(TZAHI HANEGBI-Jpost Op-Ed).On November 21, 1985, Jonathan Pollard was apprehended by FBI agents, after having been denied refuge at the Israeli Embassy in Washington.
At that time, I was serving as an adviser to acting prime minister and foreign minister Yitzhak Shamir, and I then served as his bureau chief after his appointment to the premiership less than a year later. From the moment Pollard was arrested until the end of Shamir’s term in 1992, this sensitive subject was a top priority among the three leaders of the unity government: Shamir, Shimon Peres and Yitzhak Rabin.
At the core of Shamir’s considerations stood the aspiration to minimize, as far as possible, the potential damage caused by the breakdown of trust with the US. The excessively heavy price was paid by Pollard. Israel was required by the US to return all the classified documents he had transferred, and it did so, although this strengthened the evidence against him.

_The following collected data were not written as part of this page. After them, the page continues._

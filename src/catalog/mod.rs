use std::collections::HashMap;
use std::path::Path;

use serde::{Deserialize, Serialize};

use crate::error::{Result, SyncError};

/// A code exercise definition. Owned by the catalog; the sync core only
/// reads `code` when a room is first created and compares against
/// `solution` on every edit.
#[derive(Debug, Clone, Serialize, Deserialize)]
pub struct CodeBlock {
    pub id: String,
    pub title: String,
    pub code: String,
    #[serde(default)]
    pub solution: Option<String>,
    #[serde(default, skip_serializing_if = "Option::is_none")]
    pub explanation: Option<String>,
}

/// Listing entry for the lobby page
#[derive(Debug, Clone, Serialize, Deserialize)]
pub struct CodeBlockSummary {
    pub id: String,
    pub title: String,
}

/// Detail view served over REST. The solution text never leaves the
/// process this way.
#[derive(Debug, Clone, Serialize, Deserialize)]
pub struct CodeBlockDetail {
    pub id: String,
    pub title: String,
    pub code: String,
    #[serde(skip_serializing_if = "Option::is_none")]
    pub explanation: Option<String>,
}

impl From<&CodeBlock> for CodeBlockDetail {
    fn from(block: &CodeBlock) -> Self {
        Self {
            id: block.id.clone(),
            title: block.title.clone(),
            code: block.code.clone(),
            explanation: block.explanation.clone(),
        }
    }
}

/// Read-only store of code block definitions, built once at startup.
#[derive(Debug)]
pub struct CodeBlockStore {
    blocks: HashMap<String, CodeBlock>,
    /// Listing order is stable regardless of map iteration order
    order: Vec<String>,
}

impl CodeBlockStore {
    /// Build the store from a JSON catalog file, or from the built-in
    /// seed exercises when no path is configured.
    pub fn from_config(path: Option<&str>) -> Result<Self> {
        match path {
            Some(path) => Self::load(path),
            None => {
                tracing::info!("No catalog file configured, seeding built-in exercises");
                Ok(Self::with_blocks(seed_blocks()))
            }
        }
    }

    pub fn load(path: impl AsRef<Path>) -> Result<Self> {
        let path = path.as_ref();
        let raw = std::fs::read_to_string(path)
            .map_err(|e| SyncError::CatalogLoad(format!("{}: {}", path.display(), e)))?;
        let blocks: Vec<CodeBlock> = serde_json::from_str(&raw)
            .map_err(|e| SyncError::CatalogLoad(format!("{}: {}", path.display(), e)))?;

        if blocks.is_empty() {
            return Err(SyncError::CatalogLoad(format!(
                "{}: catalog contains no code blocks",
                path.display()
            )));
        }

        tracing::info!(path = %path.display(), count = blocks.len(), "Loaded catalog");
        Ok(Self::with_blocks(blocks))
    }

    pub fn with_blocks(blocks: Vec<CodeBlock>) -> Self {
        let order: Vec<String> = blocks.iter().map(|b| b.id.clone()).collect();
        let blocks = blocks.into_iter().map(|b| (b.id.clone(), b)).collect();
        Self { blocks, order }
    }

    /// All blocks, as lobby listing entries
    pub fn list(&self) -> Vec<CodeBlockSummary> {
        self.order
            .iter()
            .filter_map(|id| self.blocks.get(id))
            .map(|b| CodeBlockSummary {
                id: b.id.clone(),
                title: b.title.clone(),
            })
            .collect()
    }

    pub fn get(&self, id: &str) -> Option<&CodeBlock> {
        self.blocks.get(id)
    }

    pub fn len(&self) -> usize {
        self.blocks.len()
    }

    pub fn is_empty(&self) -> bool {
        self.blocks.is_empty()
    }
}

/// Built-in exercises used when no catalog file is configured
fn seed_blocks() -> Vec<CodeBlock> {
    vec![
        CodeBlock {
            id: "async-function".to_string(),
            title: "Async Function".to_string(),
            code: "async function fetchData() {\n  // Complete code here\n}".to_string(),
            solution: Some("async function fetchData() {\n  const response = await fetch('https://api.example.com/data');\n  const data = await response.json();\n  return data;\n}".to_string()),
            explanation: Some("Fetch JSON data with async/await.".to_string()),
        },
        CodeBlock {
            id: "array-methods".to_string(),
            title: "Array Methods".to_string(),
            code: "const numbers = [1, 2, 3, 4, 5];\n// Filter even numbers".to_string(),
            solution: Some("const numbers = [1, 2, 3, 4, 5];\nconst evenNumbers = numbers.filter(num => num % 2 === 0);".to_string()),
            explanation: Some("Use Array.prototype.filter with a predicate.".to_string()),
        },
        CodeBlock {
            id: "promise-chain".to_string(),
            title: "Promise Chain".to_string(),
            code: "function processData() {\n  // Create a promise chain\n}".to_string(),
            solution: Some("function processData() {\n  return fetch('https://api.example.com/data')\n    .then(response => response.json())\n    .then(data => data.filter(item => item.active))\n    .catch(error => console.error(error));\n}".to_string()),
            explanation: Some("Chain then/catch handlers off a fetch call.".to_string()),
        },
        CodeBlock {
            id: "dom-manipulation".to_string(),
            title: "DOM Manipulation".to_string(),
            code: "// Create a function to add a new element to the page".to_string(),
            solution: Some("function addElement(text) {\n  const newDiv = document.createElement('div');\n  newDiv.textContent = text;\n  document.body.appendChild(newDiv);\n  return newDiv;\n}".to_string()),
            explanation: None,
        },
    ]
}

#[cfg(test)]
mod tests {
    use super::*;

    #[test]
    fn test_seed_store() {
        let store = CodeBlockStore::from_config(None).unwrap();
        assert_eq!(store.len(), 4);
        assert!(store.get("async-function").is_some());
        assert!(store.get("does-not-exist").is_none());
    }

    #[test]
    fn test_list_preserves_order() {
        let store = CodeBlockStore::from_config(None).unwrap();
        let titles: Vec<String> = store.list().into_iter().map(|s| s.title).collect();
        assert_eq!(
            titles,
            vec![
                "Async Function",
                "Array Methods",
                "Promise Chain",
                "DOM Manipulation"
            ]
        );
    }

    #[test]
    fn test_detail_omits_solution() {
        let store = CodeBlockStore::from_config(None).unwrap();
        let detail = CodeBlockDetail::from(store.get("array-methods").unwrap());
        let json = serde_json::to_value(&detail).unwrap();
        assert!(json.get("solution").is_none());
        assert_eq!(json["id"], "array-methods");
    }

    #[test]
    fn test_load_missing_file() {
        let err = CodeBlockStore::load("/nonexistent/catalog.json").unwrap_err();
        assert!(matches!(err, SyncError::CatalogLoad(_)));
    }

    #[test]
    fn test_with_blocks_roundtrip() {
        let store = CodeBlockStore::with_blocks(vec![CodeBlock {
            id: "b1".to_string(),
            title: "Block One".to_string(),
            code: "let x = 1;".to_string(),
            solution: Some("let x = 2;".to_string()),
            explanation: None,
        }]);
        assert_eq!(
            store.get("b1").unwrap().solution.as_deref(),
            Some("let x = 2;")
        );
        assert_eq!(store.list().len(), 1);
    }
}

Shamir did not act the way he did, and neither did Rabin or Peres, out of indifference. As he explained to us, his close advisers, he strongly identified with the pain and distress of Pollard and his wife.
However, Shamir clearly understood what was entailed by sacrifice for one’s country. At a young age, he had joined the underground fight against the British and fought for Israel’s independence. He lived as a wanted man, was arrested twice and exiled to Africa. After the establishment of the state, he was enlisted into the Mossad and commanded acutely dangerous operations. As one who personally experienced what it was to live under constant threat of exposure, and the consequent catastrophic consequences, Shamir had no doubt that the good of the country must take precedence over the fate of an individual.
MORE THAN a decade passed before the leadership understood that its highest moral priority was to enlist on behalf of this individual, whose actions had constituted a unique service to the security of the country, and even saved the lives of many Israelis. In May 1998, the attorney-general issued an official letter, stating: “The State of Israel acknowledges its obligation to Mr. Pollard, and is ready to assume full responsibility accordingly.” Pollard received Israeli citizenship, MKs and ministers visited him in prison and prime ministers – every one of them – privately asked successive US presidents to release him. None of this helped; 25 years have passed and Pollard is still behind bars.
Prime Minister Binyamin Netanyahu’s announcement that he will make an unprecedented public appeal to President Barack Obama regarding Pollard is a highly significant development.
A series of surveys has examined the level of the public’s trust in the US president since 2008, and consistently indicated that Israelis have a very low degree of support for Obama.
Although in those two years there has not been any significant change in US policy toward Israel, and although security and intelligence cooperation has actually deepened in this period, Obama’s standing has not come close to the levels of popularity enjoyed by previous presidents, like Ronald Reagan, George H.W. Bush, Bill Clinton or George W. Bush. The reasons for this are diverse, and almost all of an emotional nature, but at the heart lie two factors: Obama’s failure to visit since taking office and his strong belief in the need to stretch out a hand to the Muslim world, as clearly expressed in his conciliatory speeches in Cairo and Istanbul.
Now, Obama has a unique opportunity to bridge the psychological abyss between him and the people of Israel: to grant a pardon to Jonathan Pollard.
This decision, like no other political or military gesture, has humanitarian justification, and no one in the Palestinian camp or the Arab world could object to it. Quite the reverse, a bold move like this would not only strengthen the ties of the Obama administration to the Jews of his country and Israel, but would also make it easier for Netanyahu to show his appreciation for the president, who is very interested in renewing the deadlocked diplomatic process.
Everyone knows that the punishment Pollard received has become disproportionate to the severity of the crime for which he was convicted. This conclusion has also permeated the ranks of the US government itself. People like Lawrence J. Korb, assistant to defense minister Caspar Weinberger, who at the time led the hard line against Pollard; Michael Mukasey, former US attorneygeneral; and James Wolsey, former head of the CIA, have all expressed similar sentiments. If Obama can muster the courage to work for a pardon for Pollard, it is likely that he will enjoy broad, bipartisan support in Congress.
Foremost, this would of course be wonderful news for Pollard himself. But beyond that, the surprising move could also quickly emerge as a brilliant gambit in the sphere of Israeli-American relations.